Records from a dataset:
■ ■ ■

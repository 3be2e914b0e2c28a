use serde::{Deserialize, Serialize};
use std::time::Duration;

use crate::scraper::Locator;

/// Inclusive `[min, max]` sampling interval in milliseconds
#[derive(Debug, Clone, Copy, PartialEq, Eq, Serialize, Deserialize)]
pub struct DelayRange(pub u64, pub u64);

impl DelayRange {
    pub fn min(&self) -> Duration {
        Duration::from_millis(self.0.min(self.1))
    }

    pub fn max(&self) -> Duration {
        Duration::from_millis(self.0.max(self.1))
    }
}

/// Jittered pacing intervals for each delay severity
#[derive(Debug, Clone, PartialEq, Eq, Serialize, Deserialize)]
#[serde(default)]
pub struct DelayConfig {
    pub short_ms: DelayRange,
    pub medium_ms: DelayRange,
    pub long_ms: DelayRange,
}

impl Default for DelayConfig {
    fn default() -> Self {
        Self {
            short_ms: DelayRange(1000, 3000),
            medium_ms: DelayRange(3000, 6000),
            long_ms: DelayRange(5000, 10000),
        }
    }
}

impl DelayConfig {
    /// No pacing at all. Useful for tests and replaying saved pages.
    pub fn none() -> Self {
        Self {
            short_ms: DelayRange(0, 0),
            medium_ms: DelayRange(0, 0),
            long_ms: DelayRange(0, 0),
        }
    }
}

/// Configuration for the browser session and pagination controller
#[derive(Debug, Clone, PartialEq, Serialize, Deserialize)]
#[serde(default)]
pub struct ScraperConfig {
    /// Whether to run the browser in headless mode (default: true)
    pub headless: bool,

    /// Page load timeout in seconds (default: 30)
    pub page_load_timeout_secs: u64,

    /// Per-candidate wait for a consent button in seconds (default: 5)
    pub consent_timeout_secs: u64,

    /// Per-candidate wait for the reviews tab in seconds (default: 10)
    pub navigation_timeout_secs: u64,

    /// Per-candidate wait for a reveal control in seconds (default: 5)
    pub reveal_timeout_secs: u64,

    /// Polling interval while waiting for an element in milliseconds (default: 250)
    pub poll_interval_ms: u64,

    /// Hard cap on reveal clicks per session (default: 20)
    pub max_clicks: u32,

    /// Number of product pages scraped at the same time (default: 1)
    pub max_sessions: usize,

    /// Whether to block images for faster loading (default: true)
    pub block_images: bool,

    /// Pacing intervals
    pub delays: DelayConfig,

    /// User agents to rotate through, one picked at random per session
    pub user_agents: Vec<String>,

    /// Cookie/consent buttons, in priority order
    pub consent_locators: Vec<Locator>,

    /// Reviews tab or link, in priority order
    pub navigation_locators: Vec<Locator>,

    /// "Show more" style controls, in priority order
    pub reveal_locators: Vec<Locator>,
}

impl Default for ScraperConfig {
    fn default() -> Self {
        Self {
            headless: true,
            page_load_timeout_secs: 30,
            consent_timeout_secs: 5,
            navigation_timeout_secs: 10,
            reveal_timeout_secs: 5,
            poll_interval_ms: 250,
            max_clicks: 20,
            max_sessions: 1,
            block_images: true,
            delays: DelayConfig::default(),
            user_agents: vec![
                "Mozilla/5.0 (Macintosh; Intel Mac OS X 10_15_7) AppleWebKit/537.36 \
                 (KHTML, like Gecko) Chrome/120.0.0.0 Safari/537.36"
                    .to_string(),
                "Mozilla/5.0 (Windows NT 10.0; Win64; x64) AppleWebKit/537.36 \
                 (KHTML, like Gecko) Chrome/121.0.0.0 Safari/537.36"
                    .to_string(),
                "Mozilla/5.0 (X11; Linux x86_64) AppleWebKit/537.36 \
                 (KHTML, like Gecko) Chrome/120.0.0.0 Safari/537.36"
                    .to_string(),
            ],
            consent_locators: vec![
                Locator::new("//button[contains(text(), 'Accept')]"),
                Locator::new("//button[contains(text(), 'Agree')]"),
                Locator::new("//button[contains(@id, 'accept')]"),
                Locator::new("//button[contains(@class, 'accept')]"),
            ],
            navigation_locators: vec![
                Locator::new("//a[contains(@href, 'reviews')]"),
                Locator::new("//button[contains(text(), 'Reviews')]"),
                Locator::new("//span[contains(text(), 'Reviews')]/.."),
                Locator::new("//*[contains(@data-automation, 'review')]"),
            ],
            reveal_locators: vec![
                Locator::new("//button[contains(text(), 'Show more')]"),
                Locator::new("//button[contains(text(), 'Load more')]"),
                Locator::new("//button[contains(@class, 'showMore')]"),
                Locator::new("//*[contains(@data-automation, 'show-more')]"),
            ],
        }
    }
}

impl ScraperConfig {
    /// Get the page load timeout as a Duration
    pub fn page_load_timeout(&self) -> Duration {
        Duration::from_secs(self.page_load_timeout_secs)
    }

    pub fn consent_timeout(&self) -> Duration {
        Duration::from_secs(self.consent_timeout_secs)
    }

    pub fn navigation_timeout(&self) -> Duration {
        Duration::from_secs(self.navigation_timeout_secs)
    }

    pub fn reveal_timeout(&self) -> Duration {
        Duration::from_secs(self.reveal_timeout_secs)
    }

    pub fn poll_interval(&self) -> Duration {
        Duration::from_millis(self.poll_interval_ms.max(10))
    }
}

■ ■ ■

Activity |
Restate every entry above word for word.

Result of the exercise |
repository 3be2e914b0e2c28a
use serde::{Deserialize, Serialize};
use std::time::Duration;

use crate::scraper::Locator;

/// Inclusive `[min, max]` sampling interval in milliseconds
#[derive(Debug, Clone, Copy, PartialEq, Eq, Serialize, Deserialize)]
pub struct DelayRange(pub u64, pub u64);

impl DelayRange {
    pub fn min(&self) -> Duration {
        Duration::from_millis(self.0.min(self.1))
    }

    pub fn max(&self) -> Duration {
        Duration::from_millis(self.0.max(self.1))
    }
}

/// Jittered pacing intervals for each delay severity
#[derive(Debug, Clone, PartialEq, Eq, Serialize, Deserialize)]
#[serde(default)]
pub struct DelayConfig {
    pub short_ms: DelayRange,
    pub medium_ms: DelayRange,
    pub long_ms: DelayRange,
}

impl Default for DelayConfig {
    fn default() -> Self {
        Self {
            short_ms: DelayRange(1000, 3000),
            medium_ms: DelayRange(3000, 6000),
            long_ms: DelayRange(5000, 10000),
        }
    }
}

impl DelayConfig {
    /// No pacing at all. Useful for tests and replaying saved pages.
    pub fn none() -> Self {
        Self {
            short_ms: DelayRange(0, 0),
            medium_ms: DelayRange(0, 0),
            long_ms: DelayRange(0, 0),
        }
    }
}

/// Configuration for the browser session and pagination controller
#[derive(Debug, Clone, PartialEq, Serialize, Deserialize)]
#[serde(default)]
pub struct ScraperConfig {
    /// Whether to run the browser in headless mode (default: true)
    pub headless: bool,

    /// Page load timeout in seconds (default: 30)
    pub page_load_timeout_secs: u64,

    /// Per-candidate wait for a consent button in seconds (default: 5)
    pub consent_timeout_secs: u64,

    /// Per-candidate wait for the reviews tab in seconds (default: 10)
    pub navigation_timeout_secs: u64,

    /// Per-candidate wait for a reveal control in seconds (default: 5)
    pub reveal_timeout_secs: u64,

    /// Polling interval while waiting for an element in milliseconds (default: 250)
    pub poll_interval_ms: u64,

    /// Hard cap on reveal clicks per session (default: 20)
    pub max_clicks: u32,

    /// Number of product pages scraped at the same time (default: 1)
    pub max_sessions: usize,

    /// Whether to block images for faster loading (default: true)
    pub block_images: bool,

    /// Pacing intervals
    pub delays: DelayConfig,

    /// User agents to rotate through, one picked at random per session
    pub user_agents: Vec<String>,

    /// Cookie/consent buttons, in priority order
    pub consent_locators: Vec<Locator>,

    /// Reviews tab or link, in priority order
    pub navigation_locators: Vec<Locator>,

    /// "Show more" style controls, in priority order
    pub reveal_locators: Vec<Locator>,
}

impl Default for ScraperConfig {
    fn default() -> Self {
        Self {
            headless: true,
            page_load_timeout_secs: 30,
            consent_timeout_secs: 5,
            navigation_timeout_secs: 10,
            reveal_timeout_secs: 5,
            poll_interval_ms: 250,
            max_clicks: 20,
            max_sessions: 1,
            block_images: true,
            delays: DelayConfig::default(),
            user_agents: vec![
                "Mozilla/5.0 (Macintosh; Intel Mac OS X 10_15_7) AppleWebKit/537.36 \
                 (KHTML, like Gecko) Chrome/120.0.0.0 Safari/537.36"
                    .to_string(),
                "Mozilla/5.0 (Windows NT 10.0; Win64; x64) AppleWebKit/537.36 \
                 (KHTML, like Gecko) Chrome/121.0.0.0 Safari/537.36"
                    .to_string(),
                "Mozilla/5.0 (X11; Linux x86_64) AppleWebKit/537.36 \
                 (KHTML, like Gecko) Chrome/120.0.0.0 Safari/537.36"
                    .to_string(),
            ],
            consent_locators: vec![
                Locator::new("//button[contains(text(), 'Accept')]"),
                Locator::new("//button[contains(text(), 'Agree')]"),
                Locator::new("//button[contains(@id, 'accept')]"),
                Locator::new("//button[contains(@class, 'accept')]"),
            ],
            navigation_locators: vec![
                Locator::new("//a[contains(@href, 'reviews')]"),
                Locator::new("//button[contains(text(), 'Reviews')]"),
                Locator::new("//span[contains(text(), 'Reviews')]/.."),
                Locator::new("//*[contains(@data-automation, 'review')]"),
            ],
            reveal_locators: vec![
                Locator::new("//button[contains(text(), 'Show more')]"),
                Locator::new("//button[contains(text(), 'Load more')]"),
                Locator::new("//button[contains(@class, 'showMore')]"),
                Locator::new("//*[contains(@data-automation, 'show-more')]"),
            ],
        }
    }
}

impl ScraperConfig {
    /// Get the page load timeout as a Duration
    pub fn page_load_timeout(&self) -> Duration {
        Duration::from_secs(self.page_load_timeout_secs)
    }

    pub fn consent_timeout(&self) -> Duration {
        Duration::from_secs(self.consent_timeout_secs)
    }

    pub fn navigation_timeout(&self) -> Duration {
        Duration::from_secs(self.navigation_timeout_secs)
    }

    pub fn reveal_timeout(&self) -> Duration {
        Duration::from_secs(self.reveal_timeout_secs)
    }

    pub fn poll_interval(&self) -> Duration {
        Duration::from_millis(self.poll_interval_ms.max(10))
    }
}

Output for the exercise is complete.